Task input below:

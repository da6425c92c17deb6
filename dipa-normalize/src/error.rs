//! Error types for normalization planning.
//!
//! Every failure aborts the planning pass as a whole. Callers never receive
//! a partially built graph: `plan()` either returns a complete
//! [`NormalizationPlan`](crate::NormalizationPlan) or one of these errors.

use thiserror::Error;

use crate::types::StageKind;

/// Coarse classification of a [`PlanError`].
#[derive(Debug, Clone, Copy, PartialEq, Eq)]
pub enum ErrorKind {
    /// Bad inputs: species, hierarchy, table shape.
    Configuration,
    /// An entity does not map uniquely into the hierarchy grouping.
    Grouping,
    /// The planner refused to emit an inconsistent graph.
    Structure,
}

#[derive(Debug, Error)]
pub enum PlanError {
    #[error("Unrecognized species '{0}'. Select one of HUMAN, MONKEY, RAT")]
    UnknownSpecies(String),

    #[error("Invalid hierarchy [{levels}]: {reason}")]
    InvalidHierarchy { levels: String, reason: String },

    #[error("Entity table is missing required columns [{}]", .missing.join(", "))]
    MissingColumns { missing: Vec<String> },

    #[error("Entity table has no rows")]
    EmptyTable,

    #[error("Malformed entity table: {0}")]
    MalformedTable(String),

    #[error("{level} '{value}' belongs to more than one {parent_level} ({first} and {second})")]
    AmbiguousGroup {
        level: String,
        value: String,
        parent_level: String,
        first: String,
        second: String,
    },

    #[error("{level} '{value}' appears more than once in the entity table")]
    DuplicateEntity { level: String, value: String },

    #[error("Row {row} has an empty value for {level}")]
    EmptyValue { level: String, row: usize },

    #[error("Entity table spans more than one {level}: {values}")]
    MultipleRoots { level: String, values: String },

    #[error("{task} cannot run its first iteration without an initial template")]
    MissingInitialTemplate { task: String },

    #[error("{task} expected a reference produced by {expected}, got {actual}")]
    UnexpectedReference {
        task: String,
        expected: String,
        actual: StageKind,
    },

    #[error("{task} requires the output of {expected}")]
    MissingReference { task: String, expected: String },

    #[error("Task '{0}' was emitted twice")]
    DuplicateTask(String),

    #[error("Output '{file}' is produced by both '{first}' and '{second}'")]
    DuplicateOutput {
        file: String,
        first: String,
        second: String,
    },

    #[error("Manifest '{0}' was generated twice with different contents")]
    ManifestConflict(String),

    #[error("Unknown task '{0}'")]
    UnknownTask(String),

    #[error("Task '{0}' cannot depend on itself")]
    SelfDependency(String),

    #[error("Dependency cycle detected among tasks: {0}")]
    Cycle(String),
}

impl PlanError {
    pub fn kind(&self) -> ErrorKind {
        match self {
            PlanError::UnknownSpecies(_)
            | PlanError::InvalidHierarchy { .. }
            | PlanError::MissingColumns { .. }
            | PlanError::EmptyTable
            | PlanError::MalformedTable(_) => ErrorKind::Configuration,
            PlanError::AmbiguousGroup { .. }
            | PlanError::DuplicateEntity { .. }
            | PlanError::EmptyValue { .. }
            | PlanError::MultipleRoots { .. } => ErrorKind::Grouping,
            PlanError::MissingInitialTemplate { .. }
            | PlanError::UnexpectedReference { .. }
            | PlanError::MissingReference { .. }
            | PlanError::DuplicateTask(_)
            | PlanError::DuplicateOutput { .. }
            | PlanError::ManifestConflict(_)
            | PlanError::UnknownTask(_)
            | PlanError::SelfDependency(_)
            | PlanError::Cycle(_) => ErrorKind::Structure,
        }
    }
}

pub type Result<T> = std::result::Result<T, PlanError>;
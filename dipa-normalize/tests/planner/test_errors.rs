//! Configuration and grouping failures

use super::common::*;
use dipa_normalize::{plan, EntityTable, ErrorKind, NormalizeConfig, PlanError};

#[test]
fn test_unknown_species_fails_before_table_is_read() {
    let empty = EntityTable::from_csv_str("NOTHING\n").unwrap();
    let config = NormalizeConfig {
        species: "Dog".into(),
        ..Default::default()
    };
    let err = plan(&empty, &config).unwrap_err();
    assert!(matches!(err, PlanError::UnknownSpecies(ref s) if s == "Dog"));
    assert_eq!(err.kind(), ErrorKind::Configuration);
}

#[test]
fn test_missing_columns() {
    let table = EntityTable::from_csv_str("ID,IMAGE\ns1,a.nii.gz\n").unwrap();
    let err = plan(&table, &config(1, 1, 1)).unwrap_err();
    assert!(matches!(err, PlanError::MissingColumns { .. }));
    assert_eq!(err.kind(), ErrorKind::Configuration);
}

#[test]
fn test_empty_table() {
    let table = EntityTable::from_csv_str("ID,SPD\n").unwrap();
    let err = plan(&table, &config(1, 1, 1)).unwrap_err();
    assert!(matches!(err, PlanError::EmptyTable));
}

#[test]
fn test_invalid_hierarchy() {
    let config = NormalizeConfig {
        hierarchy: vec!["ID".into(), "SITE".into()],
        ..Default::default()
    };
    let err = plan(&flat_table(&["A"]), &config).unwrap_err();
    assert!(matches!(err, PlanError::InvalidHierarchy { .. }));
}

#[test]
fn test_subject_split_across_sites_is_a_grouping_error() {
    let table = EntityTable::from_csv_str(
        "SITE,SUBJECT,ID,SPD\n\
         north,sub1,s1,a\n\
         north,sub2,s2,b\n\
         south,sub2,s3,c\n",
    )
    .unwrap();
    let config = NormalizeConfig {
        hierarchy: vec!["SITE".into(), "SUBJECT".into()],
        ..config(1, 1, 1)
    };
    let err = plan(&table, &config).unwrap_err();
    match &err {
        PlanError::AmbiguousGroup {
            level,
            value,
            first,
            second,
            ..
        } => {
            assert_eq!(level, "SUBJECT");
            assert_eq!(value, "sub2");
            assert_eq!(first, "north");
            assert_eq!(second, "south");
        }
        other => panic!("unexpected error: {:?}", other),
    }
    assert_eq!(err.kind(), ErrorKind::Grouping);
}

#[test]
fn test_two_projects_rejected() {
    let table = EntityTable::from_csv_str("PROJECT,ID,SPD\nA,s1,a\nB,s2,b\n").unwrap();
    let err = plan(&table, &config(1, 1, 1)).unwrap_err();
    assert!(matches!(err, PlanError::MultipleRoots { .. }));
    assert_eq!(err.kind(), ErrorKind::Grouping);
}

End of Task input.

## Problem to solve
Note each line above that contains "UnknownTask" and copy it out.

## Task output
    UnknownTask(String),
            | PlanError::UnknownTask(_)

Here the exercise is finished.